The expected output is a copy of every line in the records with the string "resolves".

··· Provided entries

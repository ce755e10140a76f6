//! inventory::document
//!
//! An inventory feed document bound to its source path.
//!
//! The path travels with the document so that errors raised deep in the
//! update flow can name the file the operator pointed the tool at.

use std::path::{Path, PathBuf};

use thiserror::Error;

use crate::inventory::{PRODUCT_ID_ATTR, RECORDS_TAG, RECORD_TAG};
use crate::xml::{Document, Element, XmlError};

/// Errors from loading or writing an inventory feed.
#[derive(Debug, Error)]
pub enum InventoryError {
    #[error(transparent)]
    Xml(#[from] XmlError),

    /// The document parsed but holds no `records` container.
    #[error("no <records> container in '{}'", path.display())]
    NoRecords { path: PathBuf },
}

/// An inventory feed: a parsed document plus the path it came from.
#[derive(Debug, Clone)]
pub struct Inventory {
    doc: Document,
    path: PathBuf,
}

impl Inventory {
    /// Read and parse a feed file. Fails if the file is unreadable, the XML
    /// is malformed, or the document has no `records` container.
    pub fn load(path: &Path) -> Result<Self, InventoryError> {
        let doc = Document::load(path)?;
        Self::from_document(doc, path.to_path_buf())
    }

    /// Parse a feed from text. `origin` is the path reported in errors.
    pub fn parse_str(text: &str, origin: impl Into<PathBuf>) -> Result<Self, InventoryError> {
        let path = origin.into();
        let doc = Document::parse_str(text, &path)?;
        Self::from_document(doc, path)
    }

    fn from_document(doc: Document, path: PathBuf) -> Result<Self, InventoryError> {
        if doc.root().first_descendant(RECORDS_TAG).is_none() {
            return Err(InventoryError::NoRecords { path });
        }
        Ok(Self { doc, path })
    }

    /// The path this feed was loaded from (or labeled with).
    pub fn path(&self) -> &Path {
        &self.path
    }

    /// The `records` container element.
    ///
    /// Presence is checked at construction, so this only fails if the
    /// container was since removed through [`Inventory::document_mut`].
    pub fn records_container(&self) -> Result<&Element, InventoryError> {
        self.doc
            .root()
            .first_descendant(RECORDS_TAG)
            .ok_or_else(|| InventoryError::NoRecords {
                path: self.path.clone(),
            })
    }

    /// Mutable variant of [`Inventory::records_container`].
    pub fn records_container_mut(&mut self) -> Result<&mut Element, InventoryError> {
        let path = self.path.clone();
        self.doc
            .root_mut()
            .first_descendant_mut(RECORDS_TAG)
            .ok_or(InventoryError::NoRecords { path })
    }

    /// The feed's records in document order.
    pub fn records(&self) -> impl Iterator<Item = &Element> {
        self.doc
            .root()
            .first_descendant(RECORDS_TAG)
            .into_iter()
            .flat_map(|container| {
                container
                    .child_elements()
                    .filter(|elem| elem.name() == RECORD_TAG)
            })
    }

    /// Product IDs of the feed's records in document order.
    pub fn product_ids(&self) -> Vec<&str> {
        self.records().map(product_id).collect()
    }

    /// The underlying document.
    pub fn document(&self) -> &Document {
        &self.doc
    }

    /// Mutable access to the underlying document.
    pub fn document_mut(&mut self) -> &mut Document {
        &mut self.doc
    }

    /// Render the feed as indented XML text.
    pub fn serialize(&self) -> Result<String, InventoryError> {
        Ok(self.doc.serialize()?)
    }

    /// Serialize and overwrite the feed's own file.
    pub fn write(&self) -> Result<(), InventoryError> {
        let text = self.serialize()?;
        std::fs::write(&self.path, text).map_err(|source| XmlError::Write {
            path: self.path.clone(),
            source,
        })?;
        Ok(())
    }
}

/// A record's product ID. Records without the attribute are treated as
/// having an empty ID; they sort first and match no non-empty prefix.
pub fn product_id(record: &Element) -> &str {
    record.attribute(PRODUCT_ID_ATTR).unwrap_or("")
}
//! inventory::dates
//!
//! Parsing of operator-entered date expressions.
//!
//! Operators type anything from `2024-12-25` to `next monday`. Every form
//! resolves against a caller-supplied reference time, so parsing is
//! deterministic under test. An expression that fits no form is an error:
//! the tool must never write an invalid date into the feed.
//!
//! # Accepted forms
//!
//! - RFC 3339 / ISO-8601 date-times (`2024-12-25T08:30:00Z`,
//!   `2024-12-25T08:30:00.000+02:00`); offsets are converted to UTC, and a
//!   missing offset is read as UTC
//! - Calendar dates at UTC midnight: `2024-12-25`, `2024/12/25`,
//!   `12/25/2024`, `12-25-2024`, `12/25/24`
//! - `today`, `tomorrow`, `yesterday`
//! - Weekday names, optionally prefixed with `next`: the next occurrence
//!   strictly after the reference date
//! - `in N days`

use chrono::{DateTime, Datelike, Days, NaiveDate, NaiveDateTime, NaiveTime, Utc, Weekday};
use thiserror::Error;

/// Errors from date-expression parsing.
#[derive(Debug, Error, PartialEq, Eq)]
pub enum DateExprError {
    #[error("cannot understand date expression '{0}'")]
    Unparseable(String),
}

const DATETIME_FORMATS: &[&str] = &["%Y-%m-%dT%H:%M:%S%.f", "%Y-%m-%d %H:%M:%S"];

// `%m/%d/%y` is tried ahead of `%m/%d/%Y`: a four-digit year leaves
// trailing digits under `%y` and falls through, while a two-digit year
// would otherwise parse under `%Y` as a first-century date.
const DATE_FORMATS: &[&str] = &["%Y-%m-%d", "%Y/%m/%d", "%m/%d/%y", "%m/%d/%Y", "%m-%d-%Y"];

/// Parse an operator date expression against a reference time.
pub fn parse_date_expression(
    input: &str,
    now: &DateTime<Utc>,
) -> Result<DateTime<Utc>, DateExprError> {
    let unparseable = || DateExprError::Unparseable(input.to_string());
    let trimmed = input.trim();
    if trimmed.is_empty() {
        return Err(unparseable());
    }

    if let Ok(dt) = DateTime::parse_from_rfc3339(trimmed) {
        return Ok(dt.with_timezone(&Utc));
    }
    for format in DATETIME_FORMATS {
        if let Ok(naive) = NaiveDateTime::parse_from_str(trimmed, format) {
            return Ok(naive.and_utc());
        }
    }
    for format in DATE_FORMATS {
        if let Ok(date) = NaiveDate::parse_from_str(trimmed, format) {
            return Ok(at_utc_midnight(date));
        }
    }

    let lower = trimmed.to_ascii_lowercase();
    let today = now.date_naive();
    match lower.as_str() {
        "today" => return Ok(at_utc_midnight(today)),
        "tomorrow" => {
            let date = today.checked_add_days(Days::new(1)).ok_or_else(unparseable)?;
            return Ok(at_utc_midnight(date));
        }
        "yesterday" => {
            let date = today.checked_sub_days(Days::new(1)).ok_or_else(unparseable)?;
            return Ok(at_utc_midnight(date));
        }
        _ => {}
    }

    let weekday_name = lower.strip_prefix("next ").unwrap_or(&lower);
    if let Some(weekday) = parse_weekday(weekday_name) {
        let date = next_occurrence(today, weekday).ok_or_else(unparseable)?;
        return Ok(at_utc_midnight(date));
    }

    if let Some(days) = parse_in_n_days(&lower) {
        let date = today.checked_add_days(Days::new(days)).ok_or_else(unparseable)?;
        return Ok(at_utc_midnight(date));
    }

    Err(unparseable())
}

fn at_utc_midnight(date: NaiveDate) -> DateTime<Utc> {
    date.and_time(NaiveTime::MIN).and_utc()
}

fn parse_weekday(name: &str) -> Option<Weekday> {
    let weekday = match name {
        "monday" | "mon" => Weekday::Mon,
        "tuesday" | "tue" | "tues" => Weekday::Tue,
        "wednesday" | "wed" => Weekday::Wed,
        "thursday" | "thu" | "thurs" => Weekday::Thu,
        "friday" | "fri" => Weekday::Fri,
        "saturday" | "sat" => Weekday::Sat,
        "sunday" | "sun" => Weekday::Sun,
        _ => return None,
    };
    Some(weekday)
}

/// The next calendar date with the given weekday, strictly after `today`.
fn next_occurrence(today: NaiveDate, weekday: Weekday) -> Option<NaiveDate> {
    let ahead = (weekday.num_days_from_monday() + 7 - today.weekday().num_days_from_monday()) % 7;
    let ahead = if ahead == 0 { 7 } else { ahead };
    today.checked_add_days(Days::new(u64::from(ahead)))
}

fn parse_in_n_days(lower: &str) -> Option<u64> {
    let rest = lower.strip_prefix("in ")?;
    let number = rest.strip_suffix(" days").or_else(|| rest.strip_suffix(" day"))?;
    number.trim().parse().ok()
}
//! inventory::stock_date
//!
//! Staged "back in stock" date updates.
//!
//! Updates run in two phases. [`StockDatePlan::build`] resolves and
//! validates every request (the record exists, the date parses) without
//! touching the tree; [`StockDatePlan::apply`] then performs all
//! mutations. A request that fails validation therefore aborts the run
//! before anything is written, and the output file is never left holding a
//! partial batch.

use std::path::PathBuf;

use chrono::{DateTime, Utc};
use thiserror::Error;

use crate::inventory::dates::{parse_date_expression, DateExprError};
use crate::inventory::{
    product_id, Inventory, InventoryError, UtcTimestamp, ATS_TAG, IN_STOCK_DATETIME_TAG,
    IN_STOCK_DATE_TAG, RECORD_TAG,
};
use crate::xml::Element;

/// Errors from building a stock-date plan.
#[derive(Debug, Error)]
pub enum StockDateError {
    /// No record's product ID starts with the requested ID.
    #[error("product '{product_id}' not found in '{}'", path.display())]
    RecordNotFound {
        product_id: String,
        path: PathBuf,
    },

    /// The operator's date expression could not be understood.
    #[error(transparent)]
    Date(#[from] DateExprError),
}

/// One operator request: a product ID and the date expression typed for it.
#[derive(Debug, Clone, PartialEq, Eq)]
pub struct StockDateRequest {
    pub product_id: String,
    pub expression: String,
}

/// A validated update, ready to apply.
#[derive(Debug, Clone)]
struct StockDateUpdate {
    product_id: String,
    date: UtcTimestamp,
}

/// A fully validated batch of stock-date updates.
#[derive(Debug, Clone)]
pub struct StockDatePlan {
    updates: Vec<StockDateUpdate>,
}

impl StockDatePlan {
    /// Validate every request against the target feed.
    ///
    /// Requests match records by product-ID prefix. The first request with
    /// no matching record or an unparseable date fails the whole build;
    /// nothing is mutated at this stage.
    pub fn build(
        target: &Inventory,
        requests: &[StockDateRequest],
        now: &DateTime<Utc>,
    ) -> Result<Self, StockDateError> {
        let mut updates = Vec::with_capacity(requests.len());
        for request in requests {
            let matched = target
                .records()
                .any(|record| product_id(record).starts_with(&request.product_id));
            if !matched {
                return Err(StockDateError::RecordNotFound {
                    product_id: request.product_id.clone(),
                    path: target.path().to_path_buf(),
                });
            }
            let date = parse_date_expression(&request.expression, now)?;
            updates.push(StockDateUpdate {
                product_id: request.product_id.clone(),
                date: UtcTimestamp::from_datetime(date),
            });
        }
        Ok(Self { updates })
    }

    pub fn is_empty(&self) -> bool {
        self.updates.is_empty()
    }

    pub fn len(&self) -> usize {
        self.updates.len()
    }

    /// Apply the batch to the target feed.
    ///
    /// Every record matching a request's ID prefix receives the update. The
    /// `in-stock-date` and `in-stock-datetime` children are created
    /// immediately before `ats` when missing and updated in place when
    /// present; applying twice never duplicates them.
    pub fn apply(&self, target: &mut Inventory) -> Result<(), InventoryError> {
        let container = target.records_container_mut()?;
        for update in &self.updates {
            for record in container.child_elements_mut() {
                if record.name() != RECORD_TAG
                    || !product_id(record).starts_with(&update.product_id)
                {
                    continue;
                }
                ensure_date_child(record, IN_STOCK_DATE_TAG);
                ensure_date_child(record, IN_STOCK_DATETIME_TAG);
                record.set_child_text(IN_STOCK_DATE_TAG, &update.date.to_date_z());
                record.set_child_text(IN_STOCK_DATETIME_TAG, &update.date.to_iso_millis());
            }
        }
        Ok(())
    }
}

/// Create the named child immediately before `ats` if it does not exist.
/// A record with no `ats` child gets the new element appended instead;
/// dropping a validated update would be worse than imperfect placement.
fn ensure_date_child(record: &mut Element, tag: &str) {
    if record.find_child(tag).is_some() {
        return;
    }
    match record.position_of_child(ATS_TAG) {
        Some(index) => record.insert_element(index, Element::new(tag)),
        None => record.push_element(Element::new(tag)),
    }
}

#[cfg(test)]
mod tests {
    use super::*;
    use chrono::TimeZone;

    fn now() -> DateTime<Utc> {
        Utc.with_ymd_and_hms(2024, 12, 1, 9, 0, 0).unwrap()
    }

    fn target() -> Inventory {
        Inventory::parse_str(
            r#"<inventory>
  <records>
    <record product-id="100-A">
      <allocation>0</allocation>
      <allocation-timestamp>2024-01-01T00:00:00.000Z</allocation-timestamp>
      <ats>0</ats>
    </record>
    <record product-id="150-X">
      <allocation>0</allocation>
      <allocation-timestamp>2024-01-01T00:00:00.000Z</allocation-timestamp>
      <in-stock-date>2024-06-01Z</in-stock-date>
      <in-stock-datetime>2024-06-01T00:00:00.000Z</in-stock-datetime>
      <ats>0</ats>
    </record>
  </records>
</inventory>"#,
            "output.xml",
        )
        .unwrap()
    }

    fn request(id: &str, expression: &str) -> StockDateRequest {
        StockDateRequest {
            product_id: id.to_string(),
            expression: expression.to_string(),
        }
    }

    fn child_names(record: &Element) -> Vec<&str> {
        record.child_elements().map(Element::name).collect()
    }

    #[test]
    fn creates_date_children_immediately_before_ats() {
        let mut target = target();
        let plan = StockDatePlan::build(
            &target,
            &[request("100-A", "2024-12-25T00:00:00.000Z")],
            &now(),
        )
        .unwrap();
        plan.apply(&mut target).unwrap();

        let record = target.records().next().unwrap();
        assert_eq!(
            child_names(record),
            vec![
                "allocation",
                "allocation-timestamp",
                "in-stock-date",
                "in-stock-datetime",
                "ats"
            ]
        );
        assert_eq!(record.find_child("in-stock-date").unwrap().text(), "2024-12-25Z");
        assert_eq!(
            record.find_child("in-stock-datetime").unwrap().text(),
            "2024-12-25T00:00:00.000Z"
        );
    }

    #[test]
    fn existing_date_children_are_updated_not_duplicated() {
        let mut target = target();
        let plan =
            StockDatePlan::build(&target, &[request("150-X", "2025-02-14")], &now()).unwrap();
        plan.apply(&mut target).unwrap();
        plan.apply(&mut target).unwrap();

        let record = target.records().nth(1).unwrap();
        assert_eq!(
            child_names(record),
            vec![
                "allocation",
                "allocation-timestamp",
                "in-stock-date",
                "in-stock-datetime",
                "ats"
            ]
        );
        assert_eq!(record.find_child("in-stock-date").unwrap().text(), "2025-02-14Z");
    }

    #[test]
    fn prefix_request_updates_every_matching_record() {
        let mut target = target();
        let plan = StockDatePlan::build(&target, &[request("1", "2025-03-01")], &now()).unwrap();
        plan.apply(&mut target).unwrap();

        for record in target.records() {
            assert_eq!(record.find_child("in-stock-date").unwrap().text(), "2025-03-01Z");
        }
    }

    #[test]
    fn unknown_product_fails_naming_id_and_file() {
        let target = target();
        let err = StockDatePlan::build(&target, &[request("999-Z", "2025-03-01")], &now())
            .unwrap_err();
        let message = err.to_string();
        assert!(message.contains("999-Z"));
        assert!(message.contains("output.xml"));
        assert!(matches!(err, StockDateError::RecordNotFound { .. }));
    }

    #[test]
    fn unparseable_date_fails_the_whole_build() {
        let target = target();
        let err = StockDatePlan::build(
            &target,
            &[
                request("100-A", "2025-03-01"),
                request("150-X", "sometime soon"),
            ],
            &now(),
        )
        .unwrap_err();
        assert!(matches!(err, StockDateError::Date(_)));
    }

    #[test]
    fn record_without_ats_still_receives_the_update() {
        let mut target = Inventory::parse_str(
            r#"<records><record product-id="700-Q"><allocation>0</allocation></record></records>"#,
            "output.xml",
        )
        .unwrap();
        let plan =
            StockDatePlan::build(&target, &[request("700-Q", "2025-03-01")], &now()).unwrap();
        plan.apply(&mut target).unwrap();

        let record = target.records().next().unwrap();
        assert_eq!(record.find_child("in-stock-date").unwrap().text(), "2025-03-01Z");
        assert_eq!(
            record.find_child("in-stock-datetime").unwrap().text(),
            "2025-03-01T00:00:00.000Z"
        );
    }
}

······

(Response to the task):
//! resolves against a caller-supplied reference time, so parsing is
//! Updates run in two phases. [`StockDatePlan::build`] resolves and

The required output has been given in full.